In order to pass the test, you’ll need to correctly answer six out of ten questions. The USCIS officer will ask you these questions orally.
Similar to the English exam, study materials are available on USCIS’s website. Additionally, all of the 100 civics questions that you could potentially be asked have been released, and are available, along with the correct answers, here.
Receive a result
After you’ve completed the interview and taken the tests, you’ll be given the result of your interview. If you’re denied, you’ll get a written notice explaining why. If you’re approved, USCIS will give you a notice that you’re application’s been granted, and direct you to attend an oath ceremony.
If your case has been continued, this means a decision could not be reached at the time. This may be because USCIS needs additional information and documents from you, or because you’ve failed the English and/or civics exams.
If you’ve failed one or both of the tests, you’ll generally be given a second chance to take them, and will be rescheduled for an appointment at which to do so. You’ll only have one chance to retake the tests, and a second failing result will cause your application to be denied.
Step Eight: Attend the Oath Ceremony
Once you’ve successfully completed the interview process and passed the tests, and your application has been granted, the final step in the naturalization process is to attend a ceremony at which you’ll take the Oath of Allegiance, officially and legally making you a United States citizen. USCIS will tell you when and where to attend the oath ceremony by sending you Form N-445, Notice of Naturalization Oath Ceremony.
It’s also possible that you’ll be able to take the oath the same day as your interview. If you cannot make your scheduled ceremony, you’ll need to return Form N-445 to USCIS, along with a letter explaining your reason for being unable to attend.
You should make sure to arrive at the oath ceremony at least 30 minutes before it’s scheduled to start.
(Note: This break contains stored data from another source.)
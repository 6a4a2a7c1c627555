//! # Canon Generate Command
//!
//! File: cli/src/commands/generate.rs
//!
//! ## Overview
//!
//! Implements `canon generate <feature_name> <kind>`. Renders a test skeleton
//! into the `tests` role directory and an implementation skeleton into the
//! kind's role directory, test first. Existing files are left alone unless
//! `--overwrite` is given; both targets are checked before either is written.
//!
//! ## Examples
//!
//! ```bash
//! canon generate LoginForm component --input email --input password --output session
//! canon generate format-date utility --error "invalid date"
//! canon generate auth hook --overwrite
//! ```
//!
use crate::commands::Workspace;
use crate::common::fs::io::hint_if_exists;
use crate::common::fs::scan::relative_path;
use crate::common::scaffold::emitter::{render_feature, write_feature, FeatureSpec};
use crate::common::scaffold::kinds::FeatureKind;
use crate::core::error::Result;
use clap::Parser;
use tracing::info;

/// Arguments for `canon generate`.
#[derive(Parser, Debug)]
pub struct GenerateArgs {
    /// Feature name; converted to the naming of the kind's directory.
    pub feature_name: String,

    /// Feature kind: component, utility, api or hook.
    pub kind: String,

    /// Named input (prop, parameter or request field). Repeatable.
    #[arg(long = "input", value_name = "NAME")]
    pub inputs: Vec<String>,

    /// Named output (result or response field). Repeatable.
    #[arg(long = "output", value_name = "NAME")]
    pub outputs: Vec<String>,

    /// Error case to cover in the test skeleton. Repeatable.
    #[arg(long = "error", value_name = "NAME")]
    pub errors: Vec<String>,

    /// Replace files that already exist.
    #[arg(long)]
    pub overwrite: bool,
}

pub fn handle_generate(args: GenerateArgs, workspace: &Workspace) -> Result<()> {
    let kind: FeatureKind = args.kind.parse()?;
    info!("Generating {} '{}'", kind, args.feature_name);

    let mut spec = FeatureSpec::new(&args.feature_name, kind)?;
    spec.inputs = args.inputs;
    spec.outputs = args.outputs;
    spec.errors = args.errors;

    let (root, cfg) = workspace.load()?;
    let rendered = render_feature(&spec, &cfg, &root)?;
    write_feature(&rendered, args.overwrite).map_err(|e| {
        hint_if_exists(
            e,
            "Refusing to overwrite existing files (pass --overwrite to replace them)",
        )
    })?;

    println!("Created {}", relative_path(&rendered.test_path, &root));
    println!("Created {}", relative_path(&rendered.impl_path, &root));
    Ok(())
}

// --- Unit Tests ---
#[cfg(test)]
mod tests {
    use super::*;

    #[test]
    fn test_generate_args_parsing() {
        let args = GenerateArgs::try_parse_from([
            "generate",
            "LoginForm",
            "component",
            "--input",
            "email",
            "--input",
            "password",
            "--error",
            "bad credentials",
            "--overwrite",
        ])
        .unwrap();
        assert_eq!(args.feature_name, "LoginForm");
        assert_eq!(args.kind, "component");
        assert_eq!(args.inputs, vec!["email", "password"]);
        assert!(args.outputs.is_empty());
        assert_eq!(args.errors, vec!["bad credentials"]);
        assert!(args.overwrite);
    }

    #[test]
    fn test_generate_requires_kind() {
        assert!(GenerateArgs::try_parse_from(["generate", "LoginForm"]).is_err());
    }
}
When you arrive, you’ll need to check in with USCIS to let them know that you’re there.
When you check in, you’ll need to return your Permanent Resident Card (your green card), so make sure you bring it with you to the ceremony. Additionally, when you check in you’ll be asked a series of questions about what you’ve been doing during the time between your naturalization interview and the oath ceremony.
Finally, you’ll be asked to take Oath of Allegiance to the United States before an official, often a judge in the jurisdiction in which you reside.[xii] This is a formal oath, and your attire should reflect the magnitude of the occasion. The Oath of Allegiance will require you to renounce all loyalty to any country of which you may previously have been a citizen, to support the constitution, and to defend the nation if called upon.[xiii]
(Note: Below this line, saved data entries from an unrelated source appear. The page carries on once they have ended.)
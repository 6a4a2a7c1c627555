//! # Canon Error Types
//!
//! File: cli/src/core/error.rs
//!
//! ## Overview
//!
//! This module defines the error types used throughout canon. Domain failures
//! that the user must be able to tell apart (a missing root, a target that
//! already exists, an unknown feature kind) get their own `CanonError`
//! variant; everything else is propagated as `anyhow::Error` with context.
//!
//! ## Architecture
//!
//! - `CanonError`: A custom error enum using `thiserror` for specific error types
//! - `Result<T>`: A type alias for `anyhow::Result<T>` for flexible error handling
//!
//! Every error ends up in `main`, which prints it and exits with status 1.
//! `PermissionDenied` is the exception: the scanner logs it as a warning and
//! keeps walking, so it only surfaces when the root itself is unreadable.
//!
//! ## Examples
//!
//! ```rust
//! if !root.exists() {
//!     return Err(CanonError::NotFound { path: root.to_path_buf() })?;
//! }
//!
//! // Checking for a specific failure after propagation
//! let exists = err
//!     .downcast_ref::<CanonError>()
//!     .map_or(false, |e| matches!(e, CanonError::AlreadyExists { .. }));
//! ```
//!
use std::path::PathBuf;
use thiserror::Error;

/// Custom error type for canon.
#[derive(Error, Debug)]
pub enum CanonError {
    #[error("Path '{}' not found or is not a directory.", path.display())]
    NotFound { path: PathBuf },

    #[error("Permission denied: '{}'", path.display())]
    PermissionDenied { path: PathBuf },

    #[error("'{}' already exists.", path.display())]
    AlreadyExists { path: PathBuf },

    #[error("Unsupported feature kind '{kind}'. Expected one of: {expected}.")]
    UnsupportedKind { kind: String, expected: String },

    #[error("Configuration error: {0}")]
    Config(String),

    #[error("Filesystem error: {0}")]
    FileSystem(String),

    #[error("Template rendering error: {source}")]
    Template {
        #[from]
        source: tera::Error,
    },

    #[error("Argument parsing error: {0}")]
    ArgumentParsing(String),

    #[error("Validation found {count} issue(s). Use --force to proceed anyway.")]
    ValidationFailed { count: usize },
}

/// Type alias for Result using anyhow::Error for broad compatibility.
pub type Result<T> = anyhow::Result<T>;

// --- Unit Tests ---
#[cfg(test)]
mod tests {
    use super::*;

    #[test]
    fn test_error_display() {
        let config_err = CanonError::Config("Unknown convention 'snake'".to_string());
        assert_eq!(
            config_err.to_string(),
            "Configuration error: Unknown convention 'snake'"
        );

        let not_found = CanonError::NotFound {
            path: PathBuf::from("/no/such/root"),
        };
        assert_eq!(
            not_found.to_string(),
            "Path '/no/such/root' not found or is not a directory."
        );

        let unsupported = CanonError::UnsupportedKind {
            kind: "widget".into(),
            expected: "component, utility, api, hook".into(),
        };
        assert_eq!(
            unsupported.to_string(),
            "Unsupported feature kind 'widget'. Expected one of: component, utility, api, hook."
        );
    }

    #[test]
    fn test_downcast_from_anyhow() {
        let err: anyhow::Error = CanonError::AlreadyExists {
            path: PathBuf::from("src/components/Button.tsx"),
        }
        .into();
        let err = err.context("Failed to write skeletons");
        assert!(matches!(
            err.downcast_ref::<CanonError>(),
            Some(CanonError::AlreadyExists { .. })
        ));
    }
}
Following your recital of the oath, you’ll receive your Certificate of Naturalization, which will serve as proof of your United States citizenship.[xiv] This certificate will allow you to pursue and apply for all the benefits to which you’re now entitled by virtue of your citizenship.
Becoming a citizen of the United States is a momentous occasion, and will significantly impact the course of your and your family’s life. The process of naturalization, through which a foreigner becomes a United States citizen, can be a long and sometimes frustrating road to follow. However, the rewards, both tangible and intangible, are many.
[i] 8 U.S.C. § 1401.
[ii] See 8 U.S.C. § 1421.
[iii] 8 U.S.C. § 1427.
[iv] See 8 C.F.R. § 333.1.
[v] 8 C.F.R. § 103.7(b)(XX).
[vi] 8 C.F.R. § 103.7(b)(C).
[vii] See 8 C.F.R. § 335.6(a).
[viii] See 8 C.F.R. § 335.2(a).
[ix] See 8 C.F.R. § 321.1(a).
[x] 8 C.F.R. § 321.1(b)(1)–(2).
[xi] See 8 C.F.R. § 321.2(a).
[xii] See 8 U.S.C. § 1421(b)(1).
[xiii] See 8 U.S.C. § 1448(a).
[xiv] See 8 U.S.C. § 1421(b)(4).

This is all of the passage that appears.